● **ASSIGNMENT**
Provide the count of lines below that include the word "Unauthenticated", without any accompanying remarks.

Segment Start: SUPPLIED RECORDS

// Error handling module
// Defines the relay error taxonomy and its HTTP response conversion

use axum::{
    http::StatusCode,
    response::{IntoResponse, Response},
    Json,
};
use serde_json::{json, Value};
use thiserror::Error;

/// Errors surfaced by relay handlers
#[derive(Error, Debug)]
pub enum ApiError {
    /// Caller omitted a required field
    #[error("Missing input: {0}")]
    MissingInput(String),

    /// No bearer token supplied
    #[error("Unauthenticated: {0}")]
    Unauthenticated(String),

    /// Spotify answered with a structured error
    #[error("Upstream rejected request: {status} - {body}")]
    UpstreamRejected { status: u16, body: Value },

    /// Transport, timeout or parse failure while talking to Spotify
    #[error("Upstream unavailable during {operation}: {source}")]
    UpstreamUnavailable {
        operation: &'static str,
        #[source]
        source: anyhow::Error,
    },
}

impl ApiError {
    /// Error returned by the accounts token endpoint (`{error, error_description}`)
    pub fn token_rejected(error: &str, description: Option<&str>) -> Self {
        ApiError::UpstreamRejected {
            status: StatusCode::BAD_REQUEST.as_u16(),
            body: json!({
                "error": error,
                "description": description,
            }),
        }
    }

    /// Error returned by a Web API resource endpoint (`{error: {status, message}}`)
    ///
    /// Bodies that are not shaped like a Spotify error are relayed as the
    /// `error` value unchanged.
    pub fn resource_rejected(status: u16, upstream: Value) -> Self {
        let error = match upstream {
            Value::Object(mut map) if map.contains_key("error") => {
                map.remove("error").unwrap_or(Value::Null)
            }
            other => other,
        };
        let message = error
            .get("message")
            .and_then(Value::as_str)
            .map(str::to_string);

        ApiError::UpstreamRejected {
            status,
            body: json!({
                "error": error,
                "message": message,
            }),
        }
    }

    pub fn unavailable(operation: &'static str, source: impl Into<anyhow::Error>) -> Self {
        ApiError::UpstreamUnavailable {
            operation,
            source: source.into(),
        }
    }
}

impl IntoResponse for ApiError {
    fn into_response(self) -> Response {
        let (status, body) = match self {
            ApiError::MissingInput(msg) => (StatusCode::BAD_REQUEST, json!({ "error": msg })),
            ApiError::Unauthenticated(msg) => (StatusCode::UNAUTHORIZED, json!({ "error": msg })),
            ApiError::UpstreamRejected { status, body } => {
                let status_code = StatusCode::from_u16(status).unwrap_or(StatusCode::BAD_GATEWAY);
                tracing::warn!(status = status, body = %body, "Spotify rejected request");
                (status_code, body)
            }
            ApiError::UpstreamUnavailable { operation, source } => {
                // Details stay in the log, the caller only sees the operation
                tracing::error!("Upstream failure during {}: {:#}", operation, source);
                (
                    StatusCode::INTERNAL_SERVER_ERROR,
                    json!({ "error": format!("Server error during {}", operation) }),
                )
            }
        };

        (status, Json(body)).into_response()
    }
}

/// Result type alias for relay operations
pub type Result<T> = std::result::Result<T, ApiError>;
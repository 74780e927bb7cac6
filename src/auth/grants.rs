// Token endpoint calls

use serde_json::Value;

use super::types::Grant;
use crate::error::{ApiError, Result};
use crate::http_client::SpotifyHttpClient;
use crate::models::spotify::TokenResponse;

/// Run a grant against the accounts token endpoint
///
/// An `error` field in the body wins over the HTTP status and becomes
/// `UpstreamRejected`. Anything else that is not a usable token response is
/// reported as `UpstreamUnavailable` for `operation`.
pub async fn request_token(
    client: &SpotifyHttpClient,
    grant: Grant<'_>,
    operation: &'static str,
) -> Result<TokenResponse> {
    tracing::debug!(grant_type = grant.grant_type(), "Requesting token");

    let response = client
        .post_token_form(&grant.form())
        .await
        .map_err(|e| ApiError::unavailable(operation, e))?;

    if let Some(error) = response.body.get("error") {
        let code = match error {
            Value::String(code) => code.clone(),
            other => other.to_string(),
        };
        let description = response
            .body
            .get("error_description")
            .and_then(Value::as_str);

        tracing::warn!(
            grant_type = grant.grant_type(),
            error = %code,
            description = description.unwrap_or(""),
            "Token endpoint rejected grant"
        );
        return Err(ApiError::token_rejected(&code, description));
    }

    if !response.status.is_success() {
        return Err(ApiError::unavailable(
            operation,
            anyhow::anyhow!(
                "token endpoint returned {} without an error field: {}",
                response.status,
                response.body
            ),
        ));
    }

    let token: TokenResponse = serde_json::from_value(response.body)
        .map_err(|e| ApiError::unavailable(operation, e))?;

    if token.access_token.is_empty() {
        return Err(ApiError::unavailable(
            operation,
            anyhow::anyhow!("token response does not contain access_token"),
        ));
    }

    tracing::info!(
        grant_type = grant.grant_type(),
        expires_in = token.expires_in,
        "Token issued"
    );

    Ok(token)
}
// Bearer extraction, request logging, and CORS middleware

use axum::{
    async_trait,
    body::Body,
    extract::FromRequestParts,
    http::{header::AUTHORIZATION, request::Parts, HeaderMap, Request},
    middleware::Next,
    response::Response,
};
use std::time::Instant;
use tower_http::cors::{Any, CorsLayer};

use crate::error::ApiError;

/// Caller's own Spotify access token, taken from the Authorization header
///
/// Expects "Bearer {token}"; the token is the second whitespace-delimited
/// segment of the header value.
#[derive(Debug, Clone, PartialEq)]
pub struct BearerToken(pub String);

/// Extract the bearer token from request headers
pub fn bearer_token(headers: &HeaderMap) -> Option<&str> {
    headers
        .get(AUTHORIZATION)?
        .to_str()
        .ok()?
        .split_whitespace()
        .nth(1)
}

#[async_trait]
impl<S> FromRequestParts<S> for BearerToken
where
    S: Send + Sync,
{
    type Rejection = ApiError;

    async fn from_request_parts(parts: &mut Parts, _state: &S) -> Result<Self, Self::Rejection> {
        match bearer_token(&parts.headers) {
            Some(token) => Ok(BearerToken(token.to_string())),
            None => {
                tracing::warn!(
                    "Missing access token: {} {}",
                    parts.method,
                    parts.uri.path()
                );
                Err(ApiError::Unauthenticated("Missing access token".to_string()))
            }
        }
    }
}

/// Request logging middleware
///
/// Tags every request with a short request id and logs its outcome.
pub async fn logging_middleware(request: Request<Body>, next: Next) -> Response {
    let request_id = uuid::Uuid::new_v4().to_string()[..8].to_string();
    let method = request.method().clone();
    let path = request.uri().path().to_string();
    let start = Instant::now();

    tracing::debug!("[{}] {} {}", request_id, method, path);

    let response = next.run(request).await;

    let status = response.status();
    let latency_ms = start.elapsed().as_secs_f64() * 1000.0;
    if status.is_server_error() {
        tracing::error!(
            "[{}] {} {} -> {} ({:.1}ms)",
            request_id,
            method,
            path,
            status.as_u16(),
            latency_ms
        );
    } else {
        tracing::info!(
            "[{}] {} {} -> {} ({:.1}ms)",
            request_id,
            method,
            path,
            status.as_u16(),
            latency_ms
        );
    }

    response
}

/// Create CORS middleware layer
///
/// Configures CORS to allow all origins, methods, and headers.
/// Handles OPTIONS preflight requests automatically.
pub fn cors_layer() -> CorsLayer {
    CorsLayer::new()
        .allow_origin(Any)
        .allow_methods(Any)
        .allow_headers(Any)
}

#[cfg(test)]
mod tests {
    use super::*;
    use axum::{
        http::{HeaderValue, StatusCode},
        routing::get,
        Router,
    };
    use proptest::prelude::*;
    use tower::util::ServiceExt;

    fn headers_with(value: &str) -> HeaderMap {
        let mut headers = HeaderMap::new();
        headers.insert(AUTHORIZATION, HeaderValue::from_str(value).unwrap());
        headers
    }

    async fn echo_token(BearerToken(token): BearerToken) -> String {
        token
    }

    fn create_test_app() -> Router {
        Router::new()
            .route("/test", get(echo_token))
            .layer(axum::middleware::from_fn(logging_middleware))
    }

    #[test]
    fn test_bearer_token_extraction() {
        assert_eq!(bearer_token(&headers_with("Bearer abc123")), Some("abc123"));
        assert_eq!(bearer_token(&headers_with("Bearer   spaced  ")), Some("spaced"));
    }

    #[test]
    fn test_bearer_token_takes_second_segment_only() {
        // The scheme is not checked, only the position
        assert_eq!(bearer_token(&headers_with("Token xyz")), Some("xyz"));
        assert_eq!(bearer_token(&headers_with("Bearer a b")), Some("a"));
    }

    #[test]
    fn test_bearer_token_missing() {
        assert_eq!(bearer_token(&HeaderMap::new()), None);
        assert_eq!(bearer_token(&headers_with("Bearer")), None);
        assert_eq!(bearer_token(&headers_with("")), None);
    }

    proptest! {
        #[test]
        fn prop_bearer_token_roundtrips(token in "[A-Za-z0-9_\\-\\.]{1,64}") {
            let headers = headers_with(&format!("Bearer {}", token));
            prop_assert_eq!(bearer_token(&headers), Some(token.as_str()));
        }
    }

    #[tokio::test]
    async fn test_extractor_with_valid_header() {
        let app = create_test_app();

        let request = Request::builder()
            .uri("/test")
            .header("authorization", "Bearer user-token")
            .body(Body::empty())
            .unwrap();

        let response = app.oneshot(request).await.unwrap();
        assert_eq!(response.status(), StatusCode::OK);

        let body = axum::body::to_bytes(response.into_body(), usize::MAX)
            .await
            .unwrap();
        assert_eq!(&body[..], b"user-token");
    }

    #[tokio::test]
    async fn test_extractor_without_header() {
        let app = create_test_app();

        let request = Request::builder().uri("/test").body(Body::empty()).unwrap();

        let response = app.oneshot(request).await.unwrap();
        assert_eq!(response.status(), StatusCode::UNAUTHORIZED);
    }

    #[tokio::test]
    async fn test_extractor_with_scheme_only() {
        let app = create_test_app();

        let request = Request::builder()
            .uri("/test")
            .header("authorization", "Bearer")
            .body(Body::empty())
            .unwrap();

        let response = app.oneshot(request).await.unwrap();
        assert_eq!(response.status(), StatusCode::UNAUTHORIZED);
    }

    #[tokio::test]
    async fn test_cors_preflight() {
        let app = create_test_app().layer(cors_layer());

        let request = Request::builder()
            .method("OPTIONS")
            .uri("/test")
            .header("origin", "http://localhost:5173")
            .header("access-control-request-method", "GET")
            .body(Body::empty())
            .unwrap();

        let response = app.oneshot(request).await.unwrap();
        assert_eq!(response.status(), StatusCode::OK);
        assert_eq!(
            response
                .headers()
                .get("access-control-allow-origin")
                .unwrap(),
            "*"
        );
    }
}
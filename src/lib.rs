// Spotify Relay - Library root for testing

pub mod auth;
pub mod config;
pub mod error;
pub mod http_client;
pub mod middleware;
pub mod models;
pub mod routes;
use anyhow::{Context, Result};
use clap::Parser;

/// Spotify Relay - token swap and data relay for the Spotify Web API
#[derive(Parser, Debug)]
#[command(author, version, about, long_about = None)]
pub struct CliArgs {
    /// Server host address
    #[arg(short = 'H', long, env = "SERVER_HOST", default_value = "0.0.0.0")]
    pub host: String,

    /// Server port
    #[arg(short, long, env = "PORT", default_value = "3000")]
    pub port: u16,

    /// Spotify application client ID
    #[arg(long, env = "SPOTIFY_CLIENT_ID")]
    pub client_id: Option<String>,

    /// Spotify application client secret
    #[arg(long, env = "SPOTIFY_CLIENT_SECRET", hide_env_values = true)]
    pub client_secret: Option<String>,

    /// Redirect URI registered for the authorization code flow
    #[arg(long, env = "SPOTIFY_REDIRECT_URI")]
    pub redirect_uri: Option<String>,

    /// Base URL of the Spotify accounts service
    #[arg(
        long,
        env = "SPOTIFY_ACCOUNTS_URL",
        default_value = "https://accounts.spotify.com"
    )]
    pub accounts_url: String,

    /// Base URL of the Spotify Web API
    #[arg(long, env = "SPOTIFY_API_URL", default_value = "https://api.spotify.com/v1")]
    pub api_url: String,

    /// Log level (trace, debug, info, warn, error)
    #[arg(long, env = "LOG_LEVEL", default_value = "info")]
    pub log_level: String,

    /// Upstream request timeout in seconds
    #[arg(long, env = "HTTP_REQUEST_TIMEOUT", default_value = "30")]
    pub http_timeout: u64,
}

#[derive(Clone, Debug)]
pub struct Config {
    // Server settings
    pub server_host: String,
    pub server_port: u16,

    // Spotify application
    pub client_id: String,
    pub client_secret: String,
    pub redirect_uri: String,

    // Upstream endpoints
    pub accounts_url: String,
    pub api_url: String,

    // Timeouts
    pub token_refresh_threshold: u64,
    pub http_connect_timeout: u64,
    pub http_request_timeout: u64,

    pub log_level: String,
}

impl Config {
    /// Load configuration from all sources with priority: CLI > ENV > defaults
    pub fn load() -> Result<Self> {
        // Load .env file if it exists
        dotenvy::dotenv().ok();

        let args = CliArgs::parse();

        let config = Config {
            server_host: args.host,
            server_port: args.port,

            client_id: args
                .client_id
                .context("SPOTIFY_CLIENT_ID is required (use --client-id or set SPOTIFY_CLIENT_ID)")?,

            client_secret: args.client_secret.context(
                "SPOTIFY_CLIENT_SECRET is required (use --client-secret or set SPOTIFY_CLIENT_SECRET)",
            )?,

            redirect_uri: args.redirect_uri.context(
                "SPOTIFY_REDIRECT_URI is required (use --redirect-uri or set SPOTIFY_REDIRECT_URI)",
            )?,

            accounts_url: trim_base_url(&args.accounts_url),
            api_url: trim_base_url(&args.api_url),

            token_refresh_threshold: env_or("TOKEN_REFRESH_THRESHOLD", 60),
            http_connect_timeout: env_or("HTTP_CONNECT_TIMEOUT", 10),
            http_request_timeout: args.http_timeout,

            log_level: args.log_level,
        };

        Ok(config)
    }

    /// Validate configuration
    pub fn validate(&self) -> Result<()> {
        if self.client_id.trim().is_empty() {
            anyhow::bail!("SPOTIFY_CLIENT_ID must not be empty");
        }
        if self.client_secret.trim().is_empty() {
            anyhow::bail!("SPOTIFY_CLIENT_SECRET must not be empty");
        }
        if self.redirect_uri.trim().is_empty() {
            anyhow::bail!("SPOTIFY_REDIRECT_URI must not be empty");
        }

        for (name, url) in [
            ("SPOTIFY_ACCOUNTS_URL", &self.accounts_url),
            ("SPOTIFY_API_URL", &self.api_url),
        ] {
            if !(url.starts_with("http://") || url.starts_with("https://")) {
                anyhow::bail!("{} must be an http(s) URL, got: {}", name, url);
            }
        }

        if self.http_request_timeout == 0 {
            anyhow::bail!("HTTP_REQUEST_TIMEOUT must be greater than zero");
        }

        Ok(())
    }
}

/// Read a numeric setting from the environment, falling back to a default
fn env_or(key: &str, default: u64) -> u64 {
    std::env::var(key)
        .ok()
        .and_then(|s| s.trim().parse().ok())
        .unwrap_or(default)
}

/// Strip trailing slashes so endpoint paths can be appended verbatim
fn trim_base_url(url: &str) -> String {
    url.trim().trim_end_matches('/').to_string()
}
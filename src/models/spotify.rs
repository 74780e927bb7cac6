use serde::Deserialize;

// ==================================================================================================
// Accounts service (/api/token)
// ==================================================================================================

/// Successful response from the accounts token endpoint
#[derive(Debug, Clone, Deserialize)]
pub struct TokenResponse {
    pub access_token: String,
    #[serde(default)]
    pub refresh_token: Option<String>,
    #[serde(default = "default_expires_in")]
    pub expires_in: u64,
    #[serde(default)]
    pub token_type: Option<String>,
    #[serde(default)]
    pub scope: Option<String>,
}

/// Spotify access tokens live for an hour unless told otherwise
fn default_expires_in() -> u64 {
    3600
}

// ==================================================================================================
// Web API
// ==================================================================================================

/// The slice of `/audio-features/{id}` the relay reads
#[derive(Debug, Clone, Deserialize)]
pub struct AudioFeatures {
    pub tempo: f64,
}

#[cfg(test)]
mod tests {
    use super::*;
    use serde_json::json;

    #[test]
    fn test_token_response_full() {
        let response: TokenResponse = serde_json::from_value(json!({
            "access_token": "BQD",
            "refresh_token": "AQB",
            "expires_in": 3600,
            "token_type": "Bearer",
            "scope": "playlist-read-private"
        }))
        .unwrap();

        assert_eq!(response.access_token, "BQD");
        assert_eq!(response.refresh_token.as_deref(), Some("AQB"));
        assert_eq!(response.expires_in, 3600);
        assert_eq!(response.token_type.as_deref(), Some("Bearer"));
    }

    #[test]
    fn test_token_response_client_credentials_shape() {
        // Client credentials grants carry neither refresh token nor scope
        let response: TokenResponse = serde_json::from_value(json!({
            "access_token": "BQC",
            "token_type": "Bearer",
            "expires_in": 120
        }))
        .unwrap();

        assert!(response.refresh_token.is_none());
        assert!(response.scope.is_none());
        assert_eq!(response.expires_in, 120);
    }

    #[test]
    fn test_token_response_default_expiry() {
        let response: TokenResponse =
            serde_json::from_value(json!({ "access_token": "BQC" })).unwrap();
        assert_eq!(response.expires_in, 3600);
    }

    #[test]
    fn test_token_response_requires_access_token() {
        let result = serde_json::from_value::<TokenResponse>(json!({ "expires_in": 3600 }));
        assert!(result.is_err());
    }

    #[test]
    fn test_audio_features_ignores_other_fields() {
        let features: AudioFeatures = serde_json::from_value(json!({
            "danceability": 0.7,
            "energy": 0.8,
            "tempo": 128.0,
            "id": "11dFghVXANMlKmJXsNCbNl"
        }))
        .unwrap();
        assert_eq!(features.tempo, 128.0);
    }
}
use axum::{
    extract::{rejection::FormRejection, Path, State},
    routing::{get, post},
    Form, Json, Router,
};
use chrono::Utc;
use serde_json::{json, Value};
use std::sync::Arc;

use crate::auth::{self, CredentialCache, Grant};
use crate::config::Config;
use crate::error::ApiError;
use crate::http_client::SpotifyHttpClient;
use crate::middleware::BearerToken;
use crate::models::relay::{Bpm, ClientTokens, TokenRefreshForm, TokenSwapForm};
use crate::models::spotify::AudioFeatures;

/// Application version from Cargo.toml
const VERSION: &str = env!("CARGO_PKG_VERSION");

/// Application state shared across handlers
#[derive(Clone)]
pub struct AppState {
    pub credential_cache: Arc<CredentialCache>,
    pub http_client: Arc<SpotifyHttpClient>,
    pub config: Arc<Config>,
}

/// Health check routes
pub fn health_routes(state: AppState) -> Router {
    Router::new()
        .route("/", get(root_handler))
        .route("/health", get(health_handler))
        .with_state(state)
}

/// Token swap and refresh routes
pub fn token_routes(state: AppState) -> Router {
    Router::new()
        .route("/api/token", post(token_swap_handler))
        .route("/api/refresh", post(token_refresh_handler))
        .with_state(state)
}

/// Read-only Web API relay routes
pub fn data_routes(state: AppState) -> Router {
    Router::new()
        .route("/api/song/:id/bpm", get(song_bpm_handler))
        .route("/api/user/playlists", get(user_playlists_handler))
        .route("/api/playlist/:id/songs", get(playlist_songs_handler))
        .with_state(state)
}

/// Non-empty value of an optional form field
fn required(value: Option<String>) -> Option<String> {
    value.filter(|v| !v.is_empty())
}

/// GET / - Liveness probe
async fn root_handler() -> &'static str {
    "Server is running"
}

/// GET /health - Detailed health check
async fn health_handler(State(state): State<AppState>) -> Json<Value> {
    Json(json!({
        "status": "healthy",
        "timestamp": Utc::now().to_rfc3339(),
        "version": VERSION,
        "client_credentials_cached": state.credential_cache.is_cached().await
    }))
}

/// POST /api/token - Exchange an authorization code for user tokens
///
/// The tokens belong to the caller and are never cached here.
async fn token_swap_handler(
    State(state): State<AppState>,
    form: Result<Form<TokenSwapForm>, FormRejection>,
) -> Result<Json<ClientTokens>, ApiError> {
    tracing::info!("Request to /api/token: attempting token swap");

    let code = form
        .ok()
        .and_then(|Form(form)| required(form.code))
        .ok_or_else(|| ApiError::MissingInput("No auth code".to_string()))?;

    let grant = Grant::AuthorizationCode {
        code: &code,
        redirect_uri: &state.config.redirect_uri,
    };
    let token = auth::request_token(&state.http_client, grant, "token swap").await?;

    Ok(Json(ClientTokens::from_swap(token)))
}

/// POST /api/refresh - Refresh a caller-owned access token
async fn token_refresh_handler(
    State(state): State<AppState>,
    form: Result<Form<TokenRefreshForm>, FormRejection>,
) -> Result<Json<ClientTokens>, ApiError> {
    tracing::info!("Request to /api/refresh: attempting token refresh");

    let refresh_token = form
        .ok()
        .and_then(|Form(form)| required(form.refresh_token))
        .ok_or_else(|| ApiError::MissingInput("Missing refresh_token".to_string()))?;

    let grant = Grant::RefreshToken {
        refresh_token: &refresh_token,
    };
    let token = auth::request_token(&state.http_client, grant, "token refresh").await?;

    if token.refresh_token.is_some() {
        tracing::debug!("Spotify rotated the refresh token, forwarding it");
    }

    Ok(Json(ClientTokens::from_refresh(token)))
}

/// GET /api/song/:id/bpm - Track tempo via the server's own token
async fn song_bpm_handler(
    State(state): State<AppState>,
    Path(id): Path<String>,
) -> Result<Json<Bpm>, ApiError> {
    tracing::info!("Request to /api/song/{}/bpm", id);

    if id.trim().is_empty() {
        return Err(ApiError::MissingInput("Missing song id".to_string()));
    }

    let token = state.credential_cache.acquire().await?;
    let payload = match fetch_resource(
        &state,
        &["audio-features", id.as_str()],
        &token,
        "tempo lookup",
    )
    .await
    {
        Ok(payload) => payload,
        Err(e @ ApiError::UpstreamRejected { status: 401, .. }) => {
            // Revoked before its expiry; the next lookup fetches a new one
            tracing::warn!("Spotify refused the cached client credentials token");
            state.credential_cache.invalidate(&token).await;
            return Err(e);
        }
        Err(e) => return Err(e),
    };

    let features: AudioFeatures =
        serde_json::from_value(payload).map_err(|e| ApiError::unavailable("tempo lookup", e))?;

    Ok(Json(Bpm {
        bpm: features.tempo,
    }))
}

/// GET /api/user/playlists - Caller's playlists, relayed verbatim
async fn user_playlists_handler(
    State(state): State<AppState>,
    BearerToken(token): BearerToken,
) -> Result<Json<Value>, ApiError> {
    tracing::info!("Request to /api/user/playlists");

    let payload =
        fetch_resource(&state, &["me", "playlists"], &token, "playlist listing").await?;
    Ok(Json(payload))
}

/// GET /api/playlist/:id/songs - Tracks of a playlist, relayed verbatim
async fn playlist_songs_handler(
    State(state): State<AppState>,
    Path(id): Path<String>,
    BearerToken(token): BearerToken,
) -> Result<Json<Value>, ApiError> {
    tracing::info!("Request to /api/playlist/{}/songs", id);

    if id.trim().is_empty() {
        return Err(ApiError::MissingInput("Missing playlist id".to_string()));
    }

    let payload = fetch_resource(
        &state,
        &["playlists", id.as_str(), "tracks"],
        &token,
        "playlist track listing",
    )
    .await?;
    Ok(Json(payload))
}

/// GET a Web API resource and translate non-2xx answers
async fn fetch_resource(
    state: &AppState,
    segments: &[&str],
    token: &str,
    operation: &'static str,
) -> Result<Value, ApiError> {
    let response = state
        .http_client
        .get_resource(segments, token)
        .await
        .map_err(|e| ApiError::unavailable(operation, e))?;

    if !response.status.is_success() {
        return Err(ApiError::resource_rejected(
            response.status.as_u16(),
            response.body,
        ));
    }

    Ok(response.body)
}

Segment End: SUPPLIED RECORDS

● **OUTPUT OF THE TASK**
4